A Mean-Variance Society?

Over the past decade, my forays into finance have brought me into contact with a lot of fascinating folks, most of whom are generally pretty pleasant, quantitatively gifted, and often possessed of unique insights into human nature and the world around them. All of which has made for stimulating emails and enjoyable restaurant dining.

One other thing. They are, almost to a man and to a woman, politically conservative: card-carrying Democrats are as rare on the floor of the New York Stock Exchange or the meeting rooms of a CFA Institute convention as infidels in Mecca.

It is interesting, then, that one of the most basic tools of finance offers unique insights into what makes the different species of homo politicus tick. I’m talking, of course, about mean-variance analysis—the "shot heard round the world," fired by Harry Markowitz in the Journal of Finance 1952.

As every visitor to these pages knows, Markowitz famously posited that both low risk and high return are of utility. Thus, at a given level of risk, defined as variance of returns, investors always preferred more return, and that at a given level of return, investors always preferred less risk. The obvious implication: the rational investor (if there is indeed such a beast) should always be willing to trade off return and risk. Just how much return the investor is willing to exchange for a given unit of risk reduction depends upon his risk aversion; for those with low risk aversion, the answer is very little, and for those with high risk aversion, quite a lot.

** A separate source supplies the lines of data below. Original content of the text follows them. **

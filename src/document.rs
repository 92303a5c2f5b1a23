//! Deployment document model.
//!
//! Only the fields the client reads or writes are typed. Everything else is kept in `extra`
//! maps so a document round-trips through the client without losing data.

use serde::de::DeserializeOwned;
use serde::{Deserialize, Serialize};
use serde_json::{Map, Value};

/// Condition type marking a permanently failed deployment.
pub const CONDITION_DEGRADED: &str = "Degraded";

/// Errors from document accessors.
#[derive(Debug, thiserror::Error)]
pub enum DocumentError {
    #[error("plugin {0:?} not found")]
    PluginNotFound(String),
    #[error("plugin {name:?} has an invalid spec: {source}")]
    InvalidPluginSpec {
        name: String,
        #[source]
        source: serde_json::Error,
    },
}

#[derive(Debug, Clone, Default, PartialEq, Serialize, Deserialize)]
#[serde(rename_all = "camelCase")]
pub struct ObjectMeta {
    #[serde(default)]
    pub name: String,
    #[serde(default, skip_serializing_if = "Option::is_none")]
    pub namespace: Option<String>,
    #[serde(flatten)]
    pub extra: Map<String, Value>,
}

/// The configuration object submitted to and returned by the remote service.
#[derive(Debug, Clone, PartialEq, Serialize, Deserialize)]
#[serde(rename_all = "camelCase")]
pub struct DeploymentDocument {
    pub api_version: String,
    pub kind: String,
    #[serde(default)]
    pub metadata: ObjectMeta,
    #[serde(default)]
    pub spec: DeploymentSpec,
    #[serde(default, skip_serializing_if = "DeploymentStatus::is_empty")]
    pub status: DeploymentStatus,
    #[serde(flatten)]
    pub extra: Map<String, Value>,
}

#[derive(Debug, Clone, Default, PartialEq, Serialize, Deserialize)]
#[serde(rename_all = "camelCase")]
pub struct DeploymentSpec {
    #[serde(default, skip_serializing_if = "Vec::is_empty")]
    pub applications: Vec<Application>,
    #[serde(default, skip_serializing_if = "Vec::is_empty")]
    pub plugins: Vec<Plugin>,
    #[serde(default, skip_serializing_if = "Vec::is_empty")]
    pub secrets: Vec<Secret>,
    #[serde(flatten)]
    pub extra: Map<String, Value>,
}

#[derive(Debug, Clone, PartialEq, Serialize, Deserialize)]
pub struct Application {
    pub name: String,
    #[serde(flatten)]
    pub extra: Map<String, Value>,
}

#[derive(Debug, Clone, Default, PartialEq, Serialize, Deserialize)]
#[serde(rename_all = "camelCase")]
pub struct Plugin {
    #[serde(default, skip_serializing_if = "String::is_empty")]
    pub kind: String,
    #[serde(default)]
    pub metadata: ObjectMeta,
    #[serde(default, skip_serializing_if = "Value::is_null")]
    pub spec: Value,
}

#[derive(Debug, Clone, PartialEq, Serialize, Deserialize)]
#[serde(rename_all = "camelCase")]
pub struct Secret {
    pub name: String,
    #[serde(default, skip_serializing_if = "Option::is_none")]
    pub secret_source: Option<SecretSource>,
}

impl Secret {
    /// Secret whose value is carried inline.
    pub fn literal(name: impl Into<String>, value: impl Into<String>) -> Self {
        Self {
            name: name.into(),
            secret_source: Some(SecretSource {
                literal_source: Some(LiteralSource { value: value.into() }),
                env_source: None,
            }),
        }
    }

    /// Inline value, if this is a literal secret.
    pub fn literal_value(&self) -> Option<&str> {
        self.secret_source
            .as_ref()
            .and_then(|s| s.literal_source.as_ref())
            .map(|l| l.value.as_str())
    }
}

#[derive(Debug, Clone, PartialEq, Serialize, Deserialize)]
#[serde(rename_all = "camelCase")]
pub struct SecretSource {
    #[serde(default, skip_serializing_if = "Option::is_none")]
    pub literal_source: Option<LiteralSource>,
    #[serde(default, skip_serializing_if = "Option::is_none")]
    pub env_source: Option<EnvSource>,
}

#[derive(Debug, Clone, PartialEq, Serialize, Deserialize)]
pub struct LiteralSource {
    pub value: String,
}

#[derive(Debug, Clone, PartialEq, Serialize, Deserialize)]
pub struct EnvSource {
    pub name: String,
}

#[derive(Debug, Clone, Default, PartialEq, Serialize, Deserialize)]
#[serde(rename_all = "camelCase")]
pub struct DeploymentStatus {
    #[serde(default, skip_serializing_if = "Vec::is_empty")]
    pub conditions: Vec<Condition>,
    #[serde(flatten)]
    pub extra: Map<String, Value>,
}

impl DeploymentStatus {
    pub fn is_empty(&self) -> bool {
        self.conditions.is_empty() && self.extra.is_empty()
    }
}

#[derive(Debug, Clone, PartialEq, Serialize, Deserialize)]
#[serde(rename_all = "camelCase")]
pub struct Condition {
    #[serde(rename = "type")]
    pub condition_type: String,
    #[serde(default)]
    pub status: String,
    #[serde(default, skip_serializing_if = "Option::is_none")]
    pub reason: Option<String>,
    #[serde(default)]
    pub message: String,
    #[serde(default, skip_serializing_if = "Option::is_none")]
    pub last_update_time: Option<String>,
    #[serde(default, skip_serializing_if = "Option::is_none")]
    pub last_transition_time: Option<String>,
}

impl Condition {
    pub fn new(condition_type: impl Into<String>, message: impl Into<String>) -> Self {
        Self {
            condition_type: condition_type.into(),
            status: "True".into(),
            reason: None,
            message: message.into(),
            last_update_time: None,
            last_transition_time: None,
        }
    }

    pub fn is_degraded(&self) -> bool {
        self.condition_type == CONDITION_DEGRADED
    }
}

impl DeploymentDocument {
    pub fn new(api_version: impl Into<String>, kind: impl Into<String>) -> Self {
        Self {
            api_version: api_version.into(),
            kind: kind.into(),
            metadata: ObjectMeta::default(),
            spec: DeploymentSpec::default(),
            status: DeploymentStatus::default(),
            extra: Map::new(),
        }
    }

    pub fn name(&self) -> &str {
        &self.metadata.name
    }

    pub fn set_name(&mut self, name: impl Into<String>) {
        self.metadata.name = name.into();
    }

    /// Insert a secret, replacing any secret with the same name.
    pub fn set_secret(&mut self, secret: Secret) {
        match self.spec.secrets.iter_mut().find(|s| s.name == secret.name) {
            Some(existing) => *existing = secret,
            None => self.spec.secrets.push(secret),
        }
    }

    pub fn secret(&self, name: &str) -> Option<&Secret> {
        self.spec.secrets.iter().find(|s| s.name == name)
    }

    pub fn has_application(&self, name: &str) -> bool {
        self.spec.applications.iter().any(|a| a.name == name)
    }

    /// Remove every application named `name`. Returns whether anything was removed.
    pub fn delete_application(&mut self, name: &str) -> bool {
        let before = self.spec.applications.len();
        self.spec.applications.retain(|a| a.name != name);
        self.spec.applications.len() != before
    }

    /// Decode the spec of the plugin named `name`.
    pub fn plugin_spec<T: DeserializeOwned>(&self, name: &str) -> Result<T, DocumentError> {
        let plugin = self
            .spec
            .plugins
            .iter()
            .find(|p| p.metadata.name == name)
            .ok_or_else(|| DocumentError::PluginNotFound(name.to_string()))?;
        let spec = if plugin.spec.is_null() {
            Value::Object(Map::new())
        } else {
            plugin.spec.clone()
        };
        serde_json::from_value(spec)
            .map_err(|source| DocumentError::InvalidPluginSpec { name: name.to_string(), source })
    }

    /// Encode `spec` into the plugin named `name`, adding the plugin if it is missing.
    pub fn set_plugin_spec<T: Serialize>(
        &mut self,
        name: &str,
        kind: &str,
        spec: &T,
    ) -> Result<(), DocumentError> {
        let value = serde_json::to_value(spec)
            .map_err(|source| DocumentError::InvalidPluginSpec { name: name.to_string(), source })?;
        match self.spec.plugins.iter_mut().find(|p| p.metadata.name == name) {
            Some(plugin) => plugin.spec = value,
            None => self.spec.plugins.push(Plugin {
                kind: kind.to_string(),
                metadata: ObjectMeta { name: name.to_string(), ..ObjectMeta::default() },
                spec: value,
            }),
        }
        Ok(())
    }

    /// First status condition, the one that decides deployment health.
    pub fn first_condition(&self) -> Option<&Condition> {
        self.status.conditions.first()
    }
}
use crate::rate_limit::{Decision, RateLimiter};
use async_trait::async_trait;
use std::sync::{Mutex, PoisonError};
use std::time::Duration;
use tokio::time::Instant;

#[derive(Debug)]
struct BucketState {
    tokens: f64,
    last_refill: Instant,
}

/// A Token Bucket rate limiter.
///
/// Starts full with `capacity` tokens and regains one token every `refill_interval`, never
/// exceeding `capacity`. The mutex guards only the refill/consume arithmetic.
#[derive(Debug)]
pub struct TokenBucket {
    state: Mutex<BucketState>,
    refill_interval: Duration,
    capacity: u32,
}

impl TokenBucket {
    /// Create a full bucket. A zero `refill_interval` is treated as one nanosecond.
    pub fn new(refill_interval: Duration, capacity: u32) -> Self {
        Self {
            state: Mutex::new(BucketState { tokens: capacity as f64, last_refill: Instant::now() }),
            refill_interval: refill_interval.max(Duration::from_nanos(1)),
            capacity,
        }
    }

    pub fn capacity(&self) -> u32 {
        self.capacity
    }

    pub fn refill_interval(&self) -> Duration {
        self.refill_interval
    }

    /// Whole tokens currently available.
    pub fn available(&self) -> u32 {
        let mut state = self.state.lock().unwrap_or_else(PoisonError::into_inner);
        self.refill(&mut state, Instant::now());
        state.tokens as u32
    }

    /// Non-async acquisition used by the [`RateLimiter`] impl.
    pub fn try_acquire(&self, permits: u32) -> Decision {
        let cost = permits as f64;
        let now = Instant::now();
        let mut state = self.state.lock().unwrap_or_else(PoisonError::into_inner);
        self.refill(&mut state, now);

        if state.tokens >= cost {
            state.tokens -= cost;
            return Decision::Allowed { remaining: state.tokens as u32 };
        }

        let missing = cost - state.tokens;
        let wait = self.refill_interval.mul_f64(missing);
        Decision::Denied { wait }
    }

    fn refill(&self, state: &mut BucketState, now: Instant) {
        let elapsed = now.saturating_duration_since(state.last_refill);
        let earned = elapsed.as_secs_f64() / self.refill_interval.as_secs_f64();
        state.tokens = (state.tokens + earned).min(self.capacity as f64);
        state.last_refill = now;
    }
}

#[async_trait]
impl RateLimiter for TokenBucket {
    async fn acquire(&self, permits: u32) -> Decision {
        self.try_acquire(permits)
    }
}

At the extremes, one finds only a few rara avises: investors so risk-tolerant that they happily hold leveraged portfolios of risky assets, and those so risk-averse that they hold only T-bills. The vast majority choose to hold a prudent mix of risky and riskless assets.

What does this have to do with politics? Everything. For "return" substitute "economic growth," and for "variance," substitute "income/wealth dispersion." Just as increased return provides utility, so does increased economic growth. And just as decreased return variance provides utility, so does reduced income and wealth dispersion. To paraphrase Mencken, an unhappy man is one whose salary is less than that of his wife’s brother-in-law. The greater the gap, the greater the misery.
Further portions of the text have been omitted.